Ed è proprio quando ricorda la tornata elettorale che Zingaretti avvisa il M5S: "Non lasciateci soli contro Salvini e le destre, l’unità è un valore fondamentale. È inaccettabile che quando si vince è merito di qualcun altro, quando si perde è colpa del Pd". Già, il Pd. Il segretario allunga i tempi del congresso che con molta probabilità si svolgerà dopo l’estate. Nell’attesa lancia una costituente delle persone e delle idee, "con un manifesto da discutere nei circoli e in 10mila assemblee" che "potrebbe partire con una grande manifestazione popolare a Firenze. Costituiremo un comitato nazionale, ho chiesto a Nardella, un altro sindaco, di coordinarlo". Apre e chiude i lavori il segretario del Pd. Con un messaggio chiaro: "Non abbiamo avversari dentro questo governo e dentro questa maggioranza".
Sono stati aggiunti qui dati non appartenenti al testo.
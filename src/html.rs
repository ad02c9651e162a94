use maud::{DOCTYPE, Markup, PreEscaped, html};

use std::sync::OnceLock;

use numfmt::{Formatter, Precision};
use unicode_segmentation::UnicodeSegmentation;

// Link styles
pub const LINK_STYLE: &str = "text-blue-600 hover:text-blue-500 \
    dark:text-blue-500 dark:hover:text-blue-400 underline";

// Button styles
pub const BUTTON_PRIMARY_STYLE: &str = "w-full px-4 py-2 bg-blue-500
    dark:bg-blue-600 disabled:bg-blue-700 hover:enabled:bg-blue-600 \
    hover:enabled:dark:bg-blue-700 text-white rounded";

pub const BUTTON_SECONDARY_STYLE: &str = "block w-full py-2.5 px-5 mb-2 text-center \
    text-sm font-medium text-gray-900 bg-white rounded border border-gray-200 \
    hover:bg-gray-100 hover:text-blue-700 focus:z-10 dark:bg-gray-800 \
    dark:text-gray-400 dark:border-gray-600 dark:hover:text-white \
    dark:hover:bg-gray-700";

pub const BUTTON_DELETE_STYLE: &str = "text-red-600 hover:text-red-500 \
    dark:text-red-500 dark:hover:text-red-400 underline bg-transparent \
    border-none cursor-pointer";

// Form styles
pub const FORM_LABEL_STYLE: &str = "block mb-2 text-sm font-medium text-gray-900 dark:text-white";
pub const FORM_TEXT_INPUT_STYLE: &str = "block w-full p-2.5 rounded text-sm \
    text-gray-900 dark:text-white disabled:text-gray-500 bg-gray-50 \
    dark:bg-gray-700 border border-gray-300 dark:border-gray-600 \
    dark:placeholder-gray-400 focus:ring-blue-600 focus:border-blue-600 \
    focus:dark:border-blue-500 focus:dark:ring-blue-500";
pub const FORM_CHECKBOX_STYLE: &str = "w-4 h-4 text-blue-600 bg-gray-100 \
    border-gray-300 rounded focus:ring-blue-500 dark:focus:ring-blue-600 \
    dark:ring-offset-gray-800 dark:bg-gray-700 dark:border-gray-600";
pub const FORM_RADIO_GROUP_STYLE: &str = "flex gap-2";
pub const FORM_RADIO_INPUT_STYLE: &str = "peer sr-only";
pub const FORM_RADIO_LABEL_STYLE: &str = "flex-1 rounded border border-gray-300 \
    dark:border-gray-600 bg-white dark:bg-gray-700 px-3 py-2 text-sm font-medium \
    text-center text-gray-700 dark:text-white cursor-pointer transition \
    hover:border-gray-400 hover:bg-gray-50 hover:text-gray-900 \
    hover:dark:border-gray-500 hover:dark:bg-gray-600 active:scale-[0.99] \
    peer-checked:border-blue-600 peer-checked:bg-blue-50 peer-checked:text-blue-700 \
    peer-checked:shadow-sm peer-checked:dark:border-blue-500 \
    peer-checked:dark:bg-blue-600/20 peer-checked:dark:text-blue-200";

// Card styles
pub const CARD_STYLE: &str = "w-full p-4 bg-white border border-gray-200 \
    rounded-lg shadow-sm dark:bg-gray-800 dark:border-gray-700";

pub const CATEGORY_BADGE_STYLE: &str = "inline-flex items-center px-2.5 py-0.5 \
    text-xs font-semibold text-blue-800 bg-blue-100 rounded-full \
    dark:bg-blue-900 dark:text-blue-300";

// Page container
pub const PAGE_CONTAINER_STYLE: &str = "flex flex-col items-center gap-4 px-6 py-8 \
    mx-auto lg:py-5 max-w-screen-md text-gray-900 dark:text-white";

pub const INCOME_TEXT_STYLE: &str = "text-green-700 dark:text-green-300";
pub const EXPENSE_TEXT_STYLE: &str = "text-red-700 dark:text-red-300";

/// The max number of graphemes to display for a transaction title before
/// truncating and displaying ellipses.
const MAX_TITLE_GRAPHEMES: usize = 32;

pub enum HeadElement {
    /// The file path or URL to a JavaScript script.
    ScriptLink(String),
    /// JavaScript source code.
    ScriptSource(PreEscaped<String>),
    Style(PreEscaped<String>),
}

pub fn base(title: &str, head_elements: &[HeadElement], content: &Markup) -> Markup {
    html! {
        (DOCTYPE)
        html lang="en"
        {
            head
            {
                meta charset="UTF-8";
                meta name="viewport" content="width=device-width, initial-scale=1.0";
                title { (title) " - Pocketbook" }
                link rel="icon" type="image/png" href="/static/favicon-32x32.png" sizes="32x32";
                link rel="icon" type="image/png" href="/static/favicon-128x128.png" sizes="128x128";
                link href="/static/main.css" rel="stylesheet";

                script src="/static/htmx-2.0.8-min.js" integrity="sha384-/TgkGk7p307TH7EXJDuUlgG3Ce1UVolAOFopFekQkkXihi5u/6OCvVKyz1W+idaz" {}
                script src="/static/htmx-ext-response-targets-2.0.4.js" integrity="sha384-T41oglUPvXLGBVyRdZsVRxNWnOOqCynaPubjUVjxhsjFTKrFJGEMm3/0KGmNQ+Pg" {}

                style
                {
                    r#"
                    #indicator.htmx-indicator {
                        display: none;
                    }

                    #indicator.htmx-request .htmx-indicator {
                        display: inline;
                    }

                    #indicator.htmx-request.htmx-indicator {
                        display: inline;
                    }

                    /* Keep chart tooltips below the fixed bottom nav, but above page content. */
                    .echarts-tooltip {
                        z-index: 30 !important;
                    }
                    "#
                }

                @for element in head_elements
                {
                    @match element
                    {
                        HeadElement::ScriptSource(text) => script { (text) }
                        HeadElement::ScriptLink(path) => script src=(path) {}
                        HeadElement::Style(text) => style { (text) }
                    }
                }
            }

            body
                hx-ext="response-targets"
                class="container max-w-full min-h-screen bg-gray-50 dark:bg-gray-900 pb-[calc(5rem+env(safe-area-inset-bottom))] lg:pb-0"
            {
                (content)

                // Alert container for out-of-band swaps
                div
                    id="alert-container"
                    class="hidden w-full max-w-md px-4"
                    style="position: fixed; bottom: 1rem; left: 50%; transform: translateX(-50%); z-index: 9999;"
                {}
            }
        }
    }
}

pub fn error_view(title: &str, header: &str, description: &str, fix: &str) -> Markup {
    // Template adapted from https://flowbite.com/blocks/marketing/404/
    let content = html!(
        section class="bg-white dark:bg-gray-900"
        {
            div class="py-8 px-4 mx-auto max-w-screen-xl lg:py-16 lg:px-6"
            {
                div class="mx-auto max-w-screen-sm text-center"
                {
                    h1
                        class="mb-4 text-7xl tracking-tight font-extrabold
                            lg:text-9xl text-blue-600 dark:text-blue-500"
                    {
                        (header)
                    }

                    p
                        class="mb-4 text-3xl md:text-4xl tracking-tight
                            font-bold text-gray-900 dark:text-white"
                    {
                        (description)
                    }

                    p
                        class="mb-4 text-1xl md:text-2xl tracking-tight
                            text-gray-900 dark:text-white"
                    {
                        (fix)
                    }

                    a
                        href="/"
                        class="inline-flex text-white bg-blue-600
                            hover:bg-blue-800 focus:ring-4 focus:outline-hidden
                            focus:ring-blue-300 font-medium rounded text-sm px-5
                            py-2.5 text-center dark:focus:ring-blue-900 my-4"
                    {
                        "Back to Dashboard"
                    }
                }
            }
        }
    );

    base(title, &[], &content)
}

pub fn log_in_register(form_title: &str, form: &Markup) -> Markup {
    html! {
        div class="flex flex-col items-center justify-center px-6 py-8 mx-auto"
        {
            a href="#" class="flex items-center mb-6 text-2xl font-semibold text-gray-900 dark:text-white"
            {
                img class="w-8 h-8 mr-2" src="/static/favicon-128x128.png" alt="logo";
                "Pocketbook"
            }

            div class="w-full bg-white rounded-lg shadow dark:border md:mt-0 sm:max-w-md xl:p-0 dark:bg-gray-800 dark:border-gray-700"
            {
                div class="p-6 space-y-4 md:space-y-6 sm:p-8"
                {
                    h1 class="text-xl font-bold leading-tight tracking-tight text-gray-900 md:text-2xl dark:text-white"
                    {
                        (form_title)
                    }

                    (form)
                }
            }
        }
    }
}

pub fn email_input(email: &str, error_message: Option<&str>) -> Markup {
    html! {
        div
        {
            label
                for="email"
                class=(FORM_LABEL_STYLE)
            {
                "Email"
            }

            input
                type="email"
                name="email"
                id="email"
                placeholder="you@example.com"
                class=(FORM_TEXT_INPUT_STYLE)
                required
                autofocus
                value=(email);

            @if let Some(error_message) = error_message
            {
                p class="text-red-500 text-base" { (error_message) }
            }
        }
    }
}

pub fn password_input(password: &str, min_length: u8, error_message: Option<&str>) -> Markup {
    html! {
        div
        {
            label
                for="password"
                class=(FORM_LABEL_STYLE)
            {
                "Password"
            }

            input
                type="password"
                name="password"
                id="password"
                placeholder="••••••••"
                class=(FORM_TEXT_INPUT_STYLE)
                required
                value=(password)
                minlength=(min_length);

            @if let Some(error_message) = error_message
            {
                p class="text-red-500 text-base" { (error_message) }
            }
        }

    }
}

pub fn loading_spinner() -> Markup {
    // Spinner SVG adapted from https://flowbite.com/docs/components/spinner/
    html! {
        svg
            aria-hidden="true"
            role="status"
            class="inline text-white w-4 h-4 me-2 mb-1 animate-spin"
            viewBox="0 0 100 101"
            fill="none"
            xmlns="http://www.w3.org/2000/svg"
        {
            path
                d="M100 50.5908C100 78.2051 77.6142 100.591 50 100.591C22.3858 100.591 0 78.2051 0 50.5908C0 22.9766 22.3858 0.59082 50 0.59082C77.6142 0.59082 100 22.9766 100 50.5908ZM9.08144 50.5908C9.08144 73.1895 27.4013 91.5094 50 91.5094C72.5987 91.5094 90.9186 73.1895 90.9186 50.5908C90.9186 27.9921 72.5987 9.67226 50 9.67226C27.4013 9.67226 9.08144 27.9921 9.08144 50.5908Z"
                fill="#E5E7EB" {}
            path
                d="M93.9676 39.0409C96.393 38.4038 97.8624 35.9116 97.0079 33.5539C95.2932 28.8227 92.871 24.3692 89.8167 20.348C85.8452 15.1192 80.8826 10.7238 75.2124 7.41289C69.5422 4.10194 63.2754 1.94025 56.7698 1.05124C51.7666 0.367541 46.6976 0.446843 41.7345 1.27873C39.2613 1.69328 37.813 4.19778 38.4501 6.62326C39.0873 9.04874 41.5694 10.4717 44.0505 10.1071C47.8511 9.54855 51.7191 9.52689 55.5402 10.0491C60.8642 10.7766 65.9928 12.5457 70.6331 15.2552C75.2735 17.9648 79.3347 21.5619 82.5849 25.841C84.9175 28.9121 86.7997 32.2913 88.1811 35.8758C89.083 38.2158 91.5421 39.6781 93.9676 39.0409Z"
                fill="currentColor" {}
        }
    }
}

/// Returns the CSS styles for adding a rupiah prefix to number inputs.
pub fn rupiah_input_styles() -> HeadElement {
    HeadElement::Style(PreEscaped(
        r#"
        .input-wrapper {
            position: relative;
            display: block;
        }
        .input-wrapper input[type="number"] {
            padding-left: 2.2rem;
        }
        .input-wrapper::before {
            content: 'Rp';
            position: absolute;
            left: 0.6rem;
            top: 50%;
            transform: translateY(-50%);
            pointer-events: none;
        }
        "#
        .to_owned(),
    ))
}

fn currency_formatter(prefix: &str) -> Option<Formatter> {
    Formatter::currency(prefix)
        .ok()
        .map(|formatter| formatter.precision(Precision::Decimals(0)))
}

/// Format `number` as whole rupiah with thousands separators, e.g. "Rp 4,955,000".
///
/// Non-finite numbers are shown as "-".
pub fn format_currency(number: f64) -> String {
    static POSITIVE_FMT: OnceLock<Option<Formatter>> = OnceLock::new();
    static NEGATIVE_FMT: OnceLock<Option<Formatter>> = OnceLock::new();

    if !number.is_finite() {
        return "-".to_owned();
    }

    let number = number.round();

    let formatted = if number < 0.0 {
        NEGATIVE_FMT
            .get_or_init(|| currency_formatter("-Rp "))
            .as_ref()
            .map(|formatter| formatter.fmt_string(number.abs()))
    } else if number > 0.0 {
        POSITIVE_FMT
            .get_or_init(|| currency_formatter("Rp "))
            .as_ref()
            .map(|formatter| formatter.fmt_string(number))
    } else {
        // Zero is hardcoded as "0", so we must specify the formatted string for zero
        Some("Rp 0".to_owned())
    };

    formatted.unwrap_or_else(|| format!("Rp {number:.0}"))
}

/// Truncate long transaction titles for display.
///
/// Returns the title to display and, when truncated, the full title for use
/// as a tooltip.
pub fn format_title(title: &str) -> (String, Option<&str>) {
    let title_length = title.graphemes(true).count();

    if title_length <= MAX_TITLE_GRAPHEMES {
        (title.to_owned(), None)
    } else {
        let truncated: String = title.graphemes(true).take(MAX_TITLE_GRAPHEMES - 3).collect();
        (truncated + "...", Some(title))
    }
}

/// A link with blue text for use in a <p> tag.
pub fn link(url: &str, text: &str) -> Markup {
    html! (
        a href=(url) class=(LINK_STYLE)
        {
          (text)
        }
    )
}
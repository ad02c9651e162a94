//! This file defines the routes for displaying the log-in page and handling log-in requests.

use std::sync::{Arc, Mutex};

use axum::{
    Form,
    extract::{FromRef, Query, State},
    http::StatusCode,
    response::{IntoResponse, Response},
};
use axum_extra::extract::{PrivateCookieJar, cookie::Key};
use axum_htmx::HxRedirect;
use maud::{Markup, html};
use rusqlite::Connection;
use serde::{Deserialize, Serialize};
use time::Duration;

use crate::{
    AppState, Error,
    auth::{
        get_user_by_email, invalidate_auth_cookie, parse_email, redirect::normalize_redirect_url,
        set_auth_cookie,
    },
    endpoints,
    html::{BUTTON_PRIMARY_STYLE, base, email_input, loading_spinner, log_in_register, password_input},
    timezone::get_local_offset,
};

/// How long the auth cookie should last if the user selects "remember me" at log-in.
const REMEMBER_ME_COOKIE_DURATION: Duration = Duration::days(7);

pub const INVALID_CREDENTIALS_ERROR_MSG: &str = "Incorrect email or password.";
const INTERNAL_ERROR_MSG: &str = "An internal error occurred. Please try again later.";

fn log_in_form(email: &str, error_message: Option<&str>, redirect_url: Option<&str>) -> Markup {
    html! {
        form
            hx-post=(endpoints::LOG_IN_API)
            hx-indicator="#indicator"
            hx-disabled-elt="#email, #password, #submit-button"
            class="space-y-4 md:space-y-6"
        {
            @if let Some(redirect_url) = redirect_url {
                input type="hidden" name="redirect_url" value=(redirect_url);
            }

            (email_input(email, None))
            (password_input("", 0, error_message))

            div class="flex items-center gap-x-3"
            {
                input
                    type="checkbox"
                    name="remember_me"
                    id="remember_me"
                    tabindex="0"
                    class="rounded-xs";

                label
                    for="remember_me"
                    class="block text-sm font-medium text-gray-900 dark:text-white"
                {
                    "Keep me logged in for one week"
                }
            }

            button type="submit" id="submit-button" tabindex="0" class=(BUTTON_PRIMARY_STYLE)
            {
                span class="inline htmx-indicator" id="indicator"
                {
                    (loading_spinner())
                }
                "Log in"
            }

            p class="text-sm font-light text-gray-500 dark:text-gray-400"
            {
                "Forgot your password? "

                a
                    href=(endpoints::FORGOT_PASSWORD_VIEW) tabindex="0"
                    class="font-semibold leading-6 text-blue-600 hover:text-blue-500 dark:text-blue-500 dark:hover:text-blue-400"
                {
                  "Reset it here"
                }
            }

            p class="text-sm font-light text-gray-500 dark:text-gray-400" {
                "Don't have an account? "
                a
                    href=(endpoints::REGISTER_VIEW) tabindex="0"
                    class="font-semibold leading-6 text-blue-600 hover:text-blue-500 dark:text-blue-500 dark:hover:text-blue-400"
                {
                  "Register here"
                }
            }
        }
    }
}

fn parse_redirect_url(raw_url: Option<&str>, source: &str) -> Option<String> {
    let redirect_url = raw_url.and_then(normalize_redirect_url);

    if let (None, Some(raw_url)) = (&redirect_url, raw_url) {
        tracing::warn!("Invalid redirect URL from {source}: {raw_url}");
    }

    redirect_url
}

#[derive(Deserialize)]
pub struct RedirectQuery {
    pub redirect_url: Option<String>,
}

/// Display the log-in page.
pub async fn get_log_in_page(Query(query): Query<RedirectQuery>) -> Response {
    let redirect_url = parse_redirect_url(query.redirect_url.as_deref(), "log-in query");
    let log_in_form = log_in_form("", None, redirect_url.as_deref());
    let content = log_in_register("Log in to your account", &log_in_form);
    base("Log In", &[], &content).into_response()
}

/// The state needed to perform a login.
#[derive(Debug, Clone)]
pub struct LoginState {
    /// The key to be used for signing and encrypting private cookies.
    pub cookie_key: Key,
    /// The duration for which cookies used for authentication are valid.
    pub cookie_duration: Duration,
    /// The local timezone as a canonical timezone name, e.g. "Asia/Jakarta".
    pub local_timezone: String,
    pub db_connection: Arc<Mutex<Connection>>,
}

impl FromRef<AppState> for LoginState {
    fn from_ref(state: &AppState) -> Self {
        Self {
            cookie_key: state.cookie_key.clone(),
            cookie_duration: state.cookie_duration,
            local_timezone: state.local_timezone.clone(),
            db_connection: state.db_connection.clone(),
        }
    }
}

impl FromRef<LoginState> for Key {
    fn from_ref(state: &LoginState) -> Self {
        state.cookie_key.clone()
    }
}

/// The raw data entered by the user in the log-in form.
#[derive(Clone, Serialize, Deserialize)]
pub struct LogInData {
    pub email: String,

    pub password: String,

    /// Checkbox value: `Some` means checked regardless of the string,
    /// `None` means unchecked.
    pub remember_me: Option<String>,

    /// Where to send the user after logging in.
    pub redirect_url: Option<String>,
}

/// Handler for log-in requests via the POST method.
///
/// On success the auth cookie is set and the client is redirected to the
/// dashboard, or the page they were trying to reach. Otherwise the form is
/// returned with an error message.
pub async fn post_log_in(
    State(state): State<LoginState>,
    jar: PrivateCookieJar,
    Form(user_data): Form<LogInData>,
) -> Response {
    let redirect_url = parse_redirect_url(user_data.redirect_url.as_deref(), "log-in form");
    let redirect_url = redirect_url.as_deref();
    let render_error =
        |message: &str| log_in_form(&user_data.email, Some(message), redirect_url).into_response();

    let Ok(email) = parse_email(&user_data.email) else {
        return render_error(INVALID_CREDENTIALS_ERROR_MSG);
    };

    let user = {
        let Ok(connection) = state.db_connection.lock() else {
            tracing::error!("could not acquire database lock");
            return render_error(INTERNAL_ERROR_MSG);
        };

        match get_user_by_email(&email, &connection) {
            Ok(user) => user,
            Err(Error::NotFound) => return render_error(INVALID_CREDENTIALS_ERROR_MSG),
            Err(error) => {
                tracing::error!("Unhandled error while verifying credentials: {error}");
                return render_error(INTERNAL_ERROR_MSG);
            }
        }
    };

    match user.password_hash.verify(&user_data.password) {
        Ok(true) => {}
        Ok(false) => return render_error(INVALID_CREDENTIALS_ERROR_MSG),
        Err(error) => {
            tracing::error!("Unhandled error while verifying credentials: {error}");
            return render_error(INTERNAL_ERROR_MSG);
        }
    }

    let cookie_duration = if user_data.remember_me.is_some() {
        REMEMBER_ME_COOKIE_DURATION
    } else {
        state.cookie_duration
    };

    let Some(local_offset) = get_local_offset(&state.local_timezone) else {
        return Error::InvalidTimezoneError(state.local_timezone).into_response();
    };

    let redirect_url = redirect_url.unwrap_or(endpoints::DASHBOARD_VIEW);

    match set_auth_cookie(jar.clone(), user.id, cookie_duration, local_offset) {
        Ok(updated_jar) => (
            StatusCode::SEE_OTHER,
            HxRedirect(redirect_url.to_owned()),
            updated_jar,
        )
            .into_response(),
        Err(error) => {
            tracing::error!("Error setting auth cookie: {error}");
            (
                StatusCode::INTERNAL_SERVER_ERROR,
                HxRedirect(endpoints::INTERNAL_ERROR_VIEW.to_owned()),
                invalidate_auth_cookie(jar),
            )
                .into_response()
        }
    }
}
I toni insomma non mutano. E lo stesso si nota quando ci spostiamo nel pieno centro della Capitale. Destino vuole che nel medesimo giorno dell’Assemblea nazionale del Pd si riunisca anche Italia Viva. Allo spazio Alibert, che è stata luogo di convention dell’Ncd di Angelino Alfano o della famosa Ala di Denis Verdini, ecco Matteo Renzi. In abito scuro e camicia bianca, ma senza cravatta, solito passo, solita sicumera, l’ex rottamatore si materializza nel primo pomeriggio. Alle 15 e 06 prende la parola. Ma fin dalle prime battute l’ex premier si mostra cauto. Non lancia ultimatum, come nei giorni scorsi. Anzi, in virtù del contesto da coronavirus, sembra deporre le armi: "Mettiamo in quarantena le polemiche interne alla vita politica del Paese. In queste ore non siamo chiamati a prove di forza ma a stringerci con medici e persone contagiate".
Certo poi ritorna sulla giustizia, sulla famigerata prescrizione, sull’elezione del Sindaco d’Italia, sul famoso piano shock, e via discorrendo. Fa un attacco ai sovranisti immorali, prendendo di mira Giorgia Meloni, ma non Matteo Salvini. Non cita mai il leader della Lega, e non sarà forse un caso. Cita invece Enzo Tortora, ormai immancabile nel pantheon dell’ex sindaco di Firenze. Infine, per non alimentare le polemiche, boccia sonoramente il reddito di cittadinanza, simbolo della narrazione a cinquestelle. "Lo vogliamo dire che non funziona?",si chiede davanti alla claque che lo sostiene. Poi nulla di più, il solito Renzi che elogia il suo governo, che rivendica il riformismo e e che assicura che "noi non vogliamo far cadere il governo, ma farlo alzare". Peccato fino all’altro ieri non sembrava così.